Stored data entries:
<<<<

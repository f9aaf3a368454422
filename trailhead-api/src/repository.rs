//! Generic id-keyed CRUD over a typed collection.
//!
//! The resource handlers instantiate [`Repository`] per concrete type;
//! resource-specific behavior enters only through scope documents (visibility
//! filters, tour-scoped reviews) and explicit service functions at the call
//! sites, never through hooks hidden in this layer.

use bson::{doc, oid::ObjectId, Document};
use futures::TryStreamExt;
use mongodb::{options::ReturnDocument, Collection};
use serde::{de::DeserializeOwned, Serialize};

use crate::error::{Error, Result};
use crate::query::ListParams;

/// Capability bound for repository entities.
pub trait Model:
    Serialize + DeserializeOwned + Send + Sync + Unpin + Sized + 'static
{
    /// Client-facing view of this entity.
    type Response: From<Self> + Serialize;

    fn id(&self) -> ObjectId;
}

impl Model for crate::models::User {
    type Response = crate::models::UserResponse;

    fn id(&self) -> ObjectId {
        self.id
    }
}

impl Model for crate::models::Tour {
    type Response = crate::models::TourResponse;

    fn id(&self) -> ObjectId {
        self.id
    }
}

impl Model for crate::models::Review {
    type Response = crate::models::ReviewResponse;

    fn id(&self) -> ObjectId {
        self.id
    }
}

impl Model for crate::models::Booking {
    type Response = crate::models::BookingResponse;

    fn id(&self) -> ObjectId {
        self.id
    }
}

fn not_found() -> Error {
    Error::NotFound("No document found with that ID".to_string())
}

/// Id-keyed CRUD operations over one collection.
#[derive(Clone)]
pub struct Repository<M: Model> {
    collection: Collection<M>,
}

impl<M: Model> Repository<M> {
    pub fn new(collection: Collection<M>) -> Self {
        Self { collection }
    }

    pub fn collection(&self) -> &Collection<M> {
        &self.collection
    }

    fn scoped(scope: Document, id: ObjectId) -> Document {
        let mut filter = doc! { "_id": id };
        filter.extend(scope);
        filter
    }

    /// All entities matching the scope plus the request's filter criteria,
    /// sorted and paginated per the query builder.
    pub async fn find_all(&self, scope: Document, params: &ListParams) -> Result<Vec<M>> {
        let mut filter = params.filter_document();
        // The scope is server-owned; it wins over client criteria.
        filter.extend(scope);

        let (skip, limit) = params.pagination();
        let cursor = self
            .collection
            .find(filter)
            .sort(params.sort_document())
            .skip(skip)
            .limit(limit)
            .await?;

        Ok(cursor.try_collect().await?)
    }

    pub async fn find_one(&self, filter: Document) -> Result<Option<M>> {
        Ok(self.collection.find_one(filter).await?)
    }

    /// Fails `NotFound` when no record matches.
    pub async fn find_by_id(&self, scope: Document, id: ObjectId) -> Result<M> {
        self.collection
            .find_one(Self::scoped(scope, id))
            .await?
            .ok_or_else(not_found)
    }

    /// Insert and hand the entity back for the 201 response.
    pub async fn create(&self, model: M) -> Result<M> {
        self.collection.insert_one(&model).await?;
        Ok(model)
    }

    /// Partial update returning the new document; `NotFound` when absent.
    /// Empty update documents degrade to a plain read so the response shape
    /// stays consistent.
    pub async fn update_by_id(&self, scope: Document, id: ObjectId, set: Document) -> Result<M> {
        if set.is_empty() {
            return self.find_by_id(scope, id).await;
        }

        self.collection
            .find_one_and_update(Self::scoped(scope, id), doc! { "$set": set })
            .return_document(ReturnDocument::After)
            .await?
            .ok_or_else(not_found)
    }

    /// Remove and return the deleted document (callers may need it for
    /// follow-up recomputation). Repeated deletes fail `NotFound` again
    /// rather than crashing.
    pub async fn delete_by_id(&self, scope: Document, id: ObjectId) -> Result<M> {
        self.collection
            .find_one_and_delete(Self::scoped(scope, id))
            .await?
            .ok_or_else(not_found)
    }

    pub async fn update_one(&self, filter: Document, update: Document) -> Result<()> {
        self.collection.update_one(filter, update).await?;
        Ok(())
    }
}

#[cfg(test)]
mod tests {
    use super::*;

    #[test]
    fn test_scoped_filter_merges_scope_over_id() {
        let id = ObjectId::new();
        let filter =
            Repository::<crate::models::Tour>::scoped(doc! { "secret_tour": { "$ne": true } }, id);
        assert_eq!(filter.get_object_id("_id").unwrap(), id);
        assert!(filter.contains_key("secret_tour"));
    }

    #[test]
    fn test_not_found_is_operational() {
        let err = not_found();
        assert!(err.is_operational());
        assert_eq!(err.status_code(), http::StatusCode::NOT_FOUND);
    }
}
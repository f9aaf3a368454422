//! Bookings: the server-confirmed record of a paid checkout.

use bson::{oid::ObjectId, DateTime, Document};
use chrono::Utc;
use serde::{Deserialize, Serialize};

use crate::error::{Error, Result};

#[derive(Debug, Clone, Serialize, Deserialize)]
pub struct Booking {
    #[serde(rename = "_id")]
    pub id: ObjectId,

    pub tour: ObjectId,

    pub user: ObjectId,

    /// Price at the time of purchase; may diverge from the tour's current
    /// price.
    pub price: f64,

    #[serde(default = "default_paid")]
    pub paid: bool,

    /// Processor checkout-session id. Unique index: a replayed webhook
    /// notification for the same session cannot create a second booking.
    pub checkout_session: String,

    pub created_at: DateTime,
}

fn default_paid() -> bool {
    true
}

impl Booking {
    pub fn new(tour: ObjectId, user: ObjectId, price: f64, checkout_session: String) -> Self {
        Self {
            id: ObjectId::new(),
            tour,
            user,
            price,
            paid: true,
            checkout_session,
            created_at: DateTime::now(),
        }
    }
}

#[derive(Debug, Clone, Serialize)]
pub struct BookingResponse {
    pub id: String,
    pub tour: String,
    pub user: String,
    pub price: f64,
    pub paid: bool,
    pub created_at: chrono::DateTime<Utc>,
}

impl From<Booking> for BookingResponse {
    fn from(booking: Booking) -> Self {
        Self {
            id: booking.id.to_hex(),
            tour: booking.tour.to_hex(),
            user: booking.user.to_hex(),
            price: booking.price,
            paid: booking.paid,
            created_at: booking.created_at.to_chrono(),
        }
    }
}

/// Manual booking entry (admin tooling).
#[derive(Debug, Clone, Deserialize)]
pub struct CreateBooking {
    pub tour: String,
    pub user: String,
    pub price: f64,
    #[serde(default = "default_paid")]
    pub paid: bool,
}

impl CreateBooking {
    pub fn into_booking(self) -> Result<Booking> {
        Ok(Booking {
            id: ObjectId::new(),
            tour: ObjectId::parse_str(&self.tour)?,
            user: ObjectId::parse_str(&self.user)?,
            price: self.price,
            paid: self.paid,
            // Manual entries have no processor session; a fresh id keeps the
            // unique index satisfied.
            checkout_session: format!("manual_{}", ObjectId::new().to_hex()),
            created_at: DateTime::now(),
        })
    }
}

#[derive(Debug, Clone, Default, Deserialize)]
pub struct UpdateBooking {
    pub price: Option<f64>,
    pub paid: Option<bool>,
}

impl UpdateBooking {
    pub fn into_set_document(self) -> Document {
        let mut set = Document::new();
        if let Some(price) = self.price {
            set.insert("price", price);
        }
        if let Some(paid) = self.paid {
            set.insert("paid", paid);
        }
        set
    }
}
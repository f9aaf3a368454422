//! User identity: roles, soft delete, password lifecycle timestamps.

use bson::{oid::ObjectId, DateTime};
use chrono::Utc;
use serde::{Deserialize, Serialize};
use validator::Validate;

/// Fixed role set. Ordering is not meaningful; authorization is an explicit
/// membership check against an allow-list.
#[derive(Debug, Clone, Copy, PartialEq, Eq, Serialize, Deserialize, Default)]
#[serde(rename_all = "kebab-case")]
pub enum Role {
    #[default]
    User,
    Guide,
    LeadGuide,
    Admin,
}

impl Role {
    /// Pure authorization predicate used by the role-guard middleware.
    pub fn is_any_of(self, allowed: &[Role]) -> bool {
        allowed.contains(&self)
    }
}

#[derive(Debug, Clone, Serialize, Deserialize, PartialEq)]
pub struct User {
    #[serde(rename = "_id")]
    pub id: ObjectId,

    pub name: String,

    /// Stored lowercase; unique index on the collection.
    pub email: String,

    #[serde(default = "default_photo")]
    pub photo: String,

    #[serde(default)]
    pub role: Role,

    /// Argon2 PHC string. Never exposed: responses go through [`UserResponse`].
    pub password: String,

    #[serde(default, skip_serializing_if = "Option::is_none")]
    pub password_changed_at: Option<DateTime>,

    #[serde(default, skip_serializing_if = "Option::is_none")]
    pub password_reset_token: Option<String>,

    #[serde(default, skip_serializing_if = "Option::is_none")]
    pub password_reset_expires: Option<DateTime>,

    /// Soft-delete flag; default queries scope to `active != false`.
    #[serde(default = "default_active")]
    pub active: bool,

    pub created_at: DateTime,
}

impl User {
    pub fn new(name: String, email: String, password_hash: String, role: Role) -> Self {
        Self {
            id: ObjectId::new(),
            name,
            email: email.to_lowercase(),
            photo: default_photo(),
            role,
            password: password_hash,
            password_changed_at: None,
            password_reset_token: None,
            password_reset_expires: None,
            active: true,
            created_at: DateTime::now(),
        }
    }

    /// True when the password changed after a token with the given issued-at
    /// was minted, which invalidates that token.
    pub fn changed_password_after(&self, token_iat_secs: i64) -> bool {
        match self.password_changed_at {
            Some(changed_at) => token_iat_secs < changed_at.timestamp_millis() / 1000,
            None => false,
        }
    }

    /// Stamp for `password_changed_at`, backdated one second so a token
    /// minted in the same request (persistence can be slower than token
    /// issuance) stays valid.
    pub fn password_changed_stamp() -> DateTime {
        DateTime::from_chrono(Utc::now() - chrono::Duration::seconds(1))
    }
}

fn default_photo() -> String {
    "default.jpg".to_string()
}

fn default_active() -> bool {
    true
}

/// Client-facing view of a user. Password material and bookkeeping fields
/// never appear here.
#[derive(Debug, Clone, Serialize, Deserialize)]
pub struct UserResponse {
    pub id: String,
    pub name: String,
    pub email: String,
    pub photo: String,
    pub role: Role,
}

impl From<User> for UserResponse {
    fn from(user: User) -> Self {
        Self {
            id: user.id.to_hex(),
            name: user.name,
            email: user.email,
            photo: user.photo,
            role: user.role,
        }
    }
}

#[derive(Debug, Clone, Deserialize, Validate)]
pub struct SignupRequest {
    #[validate(length(min = 1, max = 120, message = "Please tell us your name!"))]
    pub name: String,

    #[validate(email(message = "Please provide a valid email"))]
    pub email: String,

    #[validate(length(min = 8, max = 64, message = "Please provide a password of at least 8 characters"))]
    pub password: String,

    #[validate(must_match(other = "password", message = "Passwords do not match"))]
    pub password_confirm: String,
}

#[derive(Debug, Clone, Deserialize)]
pub struct LoginRequest {
    pub email: Option<String>,
    pub password: Option<String>,
}

#[derive(Debug, Clone, Deserialize, Validate)]
pub struct ForgotPasswordRequest {
    #[validate(email(message = "Please provide a valid email"))]
    pub email: String,
}

#[derive(Debug, Clone, Deserialize, Validate)]
pub struct ResetPasswordRequest {
    #[validate(length(min = 8, max = 64, message = "Please provide a password of at least 8 characters"))]
    pub password: String,

    #[validate(must_match(other = "password", message = "Passwords do not match"))]
    pub password_confirm: String,
}

#[derive(Debug, Clone, Deserialize, Validate)]
pub struct UpdatePasswordRequest {
    pub password_current: String,

    #[validate(length(min = 8, max = 64, message = "Please provide a password of at least 8 characters"))]
    pub password: String,

    #[validate(must_match(other = "password", message = "Passwords do not match"))]
    pub password_confirm: String,
}

/// Self-service profile update; everything else is filtered out before this
/// is ever deserialized.
#[derive(Debug, Clone, Default, Deserialize, Validate)]
pub struct UpdateMeRequest {
    #[validate(length(min = 1, max = 120))]
    pub name: Option<String>,

    #[validate(email(message = "Please provide a valid email"))]
    pub email: Option<String>,
}

/// Admin-side update; not a password route.
#[derive(Debug, Clone, Default, Deserialize, Validate)]
pub struct AdminUpdateUserRequest {
    #[validate(length(min = 1, max = 120))]
    pub name: Option<String>,

    #[validate(email(message = "Please provide a valid email"))]
    pub email: Option<String>,

    pub role: Option<Role>,

    pub active: Option<bool>,
}
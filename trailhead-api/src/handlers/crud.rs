//! Generic CRUD handler cores, instantiated per resource.
//!
//! Each resource's axum endpoints stay thin: they parse ids/DTOs, choose a
//! scope, then delegate here. The factory is agnostic to the concrete
//! resource; specialization happens at the call sites.

use axum::response::{IntoResponse, Response};
use bson::{oid::ObjectId, Document};
use serde_json::Value;

use super::{created, item, list, NoContent};
use crate::error::Result;
use crate::query::{apply_field_selection, ListParams};
use crate::repository::{Model, Repository};

/// List with filtering, sorting, field selection, and pagination; returns
/// the result count alongside the items.
pub async fn list_resources<M: Model>(
    repo: &Repository<M>,
    scope: Document,
    params: ListParams,
) -> Result<Response> {
    let items = repo.find_all(scope, &params).await?;

    let mut values = Vec::with_capacity(items.len());
    for entity in items {
        values.push(serde_json::to_value(M::Response::from(entity))?);
    }

    if let Some(fields) = params.fields() {
        for value in &mut values {
            apply_field_selection(value, &fields);
        }
    }

    Ok(list::<Value>(values).into_response())
}

pub async fn get_resource<M: Model>(
    repo: &Repository<M>,
    scope: Document,
    id: ObjectId,
) -> Result<Response> {
    let entity = repo.find_by_id(scope, id).await?;
    Ok(item(M::Response::from(entity)).into_response())
}

pub async fn create_resource<M: Model>(repo: &Repository<M>, model: M) -> Result<Response> {
    let entity = repo.create(model).await?;
    Ok(created(M::Response::from(entity)))
}

pub async fn update_resource<M: Model>(
    repo: &Repository<M>,
    scope: Document,
    id: ObjectId,
    set: Document,
) -> Result<Response> {
    let entity = repo.update_by_id(scope, id, set).await?;
    Ok(item(M::Response::from(entity)).into_response())
}

pub async fn delete_resource<M: Model>(
    repo: &Repository<M>,
    scope: Document,
    id: ObjectId,
) -> Result<Response> {
    repo.delete_by_id(scope, id).await?;
    Ok(NoContent.into_response())
}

>>>>

• Task directions
In the records above, tally the lines where the word "pagination" appears, and give the number and nothing else.

• Solved problem
2